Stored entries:
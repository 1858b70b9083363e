//! Investment record structures matching the portfolio export format

use chrono::NaiveDate;
use serde::{Deserialize, Serialize};

use crate::error::EngineError;
use crate::returns::apply_tax;

/// Length of the year used for every elapsed-time calculation
pub const DAYS_PER_YEAR: f64 = 365.25;

/// Elapsed years between two dates (negative if `to` is before `from`)
pub fn years_between(from: NaiveDate, to: NaiveDate) -> f64 {
    (to - from).num_days() as f64 / DAYS_PER_YEAR
}

/// Category of an investment. Governs which yield and return formulas apply.
#[derive(Debug, Clone, Copy, PartialEq, Eq, PartialOrd, Ord, Hash, Serialize, Deserialize)]
#[serde(rename_all = "camelCase")]
pub enum InvestmentType {
    Stock,
    Etf,
    Bond,
    #[serde(alias = "crypto")]
    Cryptocurrency,
    MutualFund,
    RealEstate,
    Commodity,
    CheckingAccount,
    SavingsAccount,
    Certificate,
    /// Anything outside the known set gets the generic treatment
    #[serde(other)]
    Other,
}

impl InvestmentType {
    /// Parse a type string as stored by the app. Unknown strings map to `Other`.
    pub fn parse(value: &str) -> Self {
        match value {
            "stock" => InvestmentType::Stock,
            "etf" => InvestmentType::Etf,
            "bond" => InvestmentType::Bond,
            "cryptocurrency" | "crypto" => InvestmentType::Cryptocurrency,
            "mutualFund" => InvestmentType::MutualFund,
            "realEstate" => InvestmentType::RealEstate,
            "commodity" => InvestmentType::Commodity,
            "checkingAccount" => InvestmentType::CheckingAccount,
            "savingsAccount" => InvestmentType::SavingsAccount,
            "certificate" => InvestmentType::Certificate,
            _ => InvestmentType::Other,
        }
    }

    /// Get the string representation used in breakdown keys
    pub fn as_str(&self) -> &'static str {
        match self {
            InvestmentType::Stock => "stock",
            InvestmentType::Etf => "etf",
            InvestmentType::Bond => "bond",
            InvestmentType::Cryptocurrency => "cryptocurrency",
            InvestmentType::MutualFund => "mutualFund",
            InvestmentType::RealEstate => "realEstate",
            InvestmentType::Commodity => "commodity",
            InvestmentType::CheckingAccount => "checkingAccount",
            InvestmentType::SavingsAccount => "savingsAccount",
            InvestmentType::Certificate => "certificate",
            InvestmentType::Other => "other",
        }
    }

    /// Equities pay dividends on current market value
    pub fn pays_dividends(&self) -> bool {
        matches!(self, InvestmentType::Stock | InvestmentType::Etf)
    }

    /// Cash-like deposit accounts
    pub fn is_cash_account(&self) -> bool {
        matches!(self, InvestmentType::CheckingAccount | InvestmentType::SavingsAccount)
    }
}

impl std::fmt::Display for InvestmentType {
    fn fmt(&self, f: &mut std::fmt::Formatter<'_>) -> std::fmt::Result {
        f.write_str(self.as_str())
    }
}

/// A single holding as supplied by the caller
#[derive(Debug, Clone, Serialize, Deserialize)]
pub struct Investment {
    /// Display name
    #[serde(default)]
    pub name: String,

    /// Investment category
    #[serde(rename = "type")]
    pub investment_type: InvestmentType,

    /// Units held
    pub quantity: f64,

    /// Per-unit cost at acquisition
    pub purchase_price: f64,

    /// Per-unit present value (falls back to purchase price)
    #[serde(default)]
    pub current_price: Option<f64>,

    /// Acquisition date
    pub purchase_date: NaiveDate,

    /// Maturity date (bonds only)
    #[serde(default)]
    pub maturity_date: Option<NaiveDate>,

    /// Annual coupon / interest rate in percent
    #[serde(default)]
    pub interest_rate: Option<f64>,

    /// Annual dividend yield in percent (stocks and ETFs)
    #[serde(default)]
    pub dividend_yield: Option<f64>,

    /// Tax rate in percent applied to positive gains and income
    #[serde(default)]
    pub taxation: Option<f64>,

    /// ISO currency code, carried through untouched
    #[serde(default)]
    pub currency: String,
}

impl Investment {
    /// Create a new investment with required fields
    pub fn new(
        name: impl Into<String>,
        investment_type: InvestmentType,
        quantity: f64,
        purchase_price: f64,
        purchase_date: NaiveDate,
    ) -> Self {
        Self {
            name: name.into(),
            investment_type,
            quantity,
            purchase_price,
            current_price: None,
            purchase_date,
            maturity_date: None,
            interest_rate: None,
            dividend_yield: None,
            taxation: None,
            currency: String::new(),
        }
    }

    pub fn with_current_price(mut self, price: f64) -> Self {
        self.current_price = Some(price);
        self
    }

    pub fn with_maturity_date(mut self, date: NaiveDate) -> Self {
        self.maturity_date = Some(date);
        self
    }

    pub fn with_interest_rate(mut self, rate: f64) -> Self {
        self.interest_rate = Some(rate);
        self
    }

    pub fn with_dividend_yield(mut self, dividend_yield: f64) -> Self {
        self.dividend_yield = Some(dividend_yield);
        self
    }

    pub fn with_taxation(mut self, rate: f64) -> Self {
        self.taxation = Some(rate);
        self
    }

    pub fn with_currency(mut self, currency: impl Into<String>) -> Self {
        self.currency = currency.into();
        self
    }

    /// Check the record is usable. Only called at ingestion; the engine
    /// itself tolerates anything typed.
    pub fn validate(&self) -> Result<(), EngineError> {
        if !self.quantity.is_finite() || self.quantity < 0.0 {
            return Err(EngineError::invalid(&self.name, format!("quantity {} must be >= 0", self.quantity)));
        }
        if !self.purchase_price.is_finite() || self.purchase_price < 0.0 {
            return Err(EngineError::invalid(
                &self.name,
                format!("purchase price {} must be >= 0", self.purchase_price),
            ));
        }
        if let Some(price) = self.current_price {
            if !price.is_finite() || price < 0.0 {
                return Err(EngineError::invalid(&self.name, format!("current price {} must be >= 0", price)));
            }
        }
        if let Some(rate) = self.taxation {
            if !(0.0..=100.0).contains(&rate) {
                return Err(EngineError::invalid(&self.name, format!("taxation {} outside [0, 100]", rate)));
            }
        }
        Ok(())
    }

    /// Resolve every optional field once. All formulas work on the result.
    pub fn resolved(&self) -> ResolvedInvestment {
        ResolvedInvestment {
            kind: self.investment_type,
            quantity: self.quantity,
            purchase_price: self.purchase_price,
            current_price: self.current_price.unwrap_or(self.purchase_price),
            purchase_date: self.purchase_date,
            maturity_date: self.maturity_date,
            // A stored zero rate behaves exactly like a missing one
            coupon_rate: self.interest_rate.filter(|rate| *rate > 0.0),
            dividend_yield: self.dividend_yield.filter(|y| *y > 0.0),
            tax_rate: self.taxation.unwrap_or(0.0),
        }
    }
}

/// An investment with every fallback applied
#[derive(Debug, Clone, Copy, PartialEq)]
pub struct ResolvedInvestment {
    pub kind: InvestmentType,
    pub quantity: f64,
    pub purchase_price: f64,
    /// `current_price`, or `purchase_price` when none was quoted
    pub current_price: f64,
    pub purchase_date: NaiveDate,
    pub maturity_date: Option<NaiveDate>,
    /// Annual interest in percent, present only when > 0
    pub coupon_rate: Option<f64>,
    /// Annual dividend yield in percent, present only when > 0
    pub dividend_yield: Option<f64>,
    /// Tax rate in percent, 0 when not set
    pub tax_rate: f64,
}

impl ResolvedInvestment {
    /// Amount paid for the position
    pub fn invested_value(&self) -> f64 {
        self.quantity * self.purchase_price
    }

    /// Market value of the position
    pub fn current_value(&self) -> f64 {
        self.quantity * self.current_price
    }

    /// Positions without a cost basis produce no metrics at all
    pub fn is_unfunded(&self) -> bool {
        self.quantity == 0.0 || self.purchase_price == 0.0 || self.invested_value() <= 0.0
    }

    /// Days since purchase (negative for future-dated purchases)
    pub fn days_held(&self, as_of: NaiveDate) -> i64 {
        (as_of - self.purchase_date).num_days()
    }

    /// Years since purchase, never negative
    pub fn years_held(&self, as_of: NaiveDate) -> f64 {
        years_between(self.purchase_date, as_of).max(0.0)
    }

    /// Bond without coupon that redeems at a known date
    pub fn is_zero_coupon_bond(&self) -> bool {
        self.kind == InvestmentType::Bond && self.coupon_rate.is_none() && self.maturity_date.is_some()
    }

    /// Days until a bond matures (negative once matured)
    pub fn days_to_maturity(&self, as_of: NaiveDate) -> Option<i64> {
        if self.kind != InvestmentType::Bond {
            return None;
        }
        self.maturity_date.map(|maturity| (maturity - as_of).num_days())
    }

    /// Years until a bond matures
    pub fn years_to_maturity(&self, as_of: NaiveDate) -> Option<f64> {
        if self.kind != InvestmentType::Bond {
            return None;
        }
        self.maturity_date.map(|maturity| years_between(as_of, maturity))
    }

    /// Full bond term from purchase to maturity
    pub fn bond_term_years(&self) -> Option<f64> {
        self.maturity_date.map(|maturity| years_between(self.purchase_date, maturity))
    }

    /// Deduct this investment's tax from a positive amount
    pub fn after_tax(&self, amount: f64) -> f64 {
        apply_tax(amount, self.tax_rate)
    }
}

About this exercise – Working through the entries above, copy every line in which "matches" is found.

Solution to this exercise –
        matches!(self, InvestmentType::Stock | InvestmentType::Etf)
        matches!(self, InvestmentType::CheckingAccount | InvestmentType::SavingsAccount)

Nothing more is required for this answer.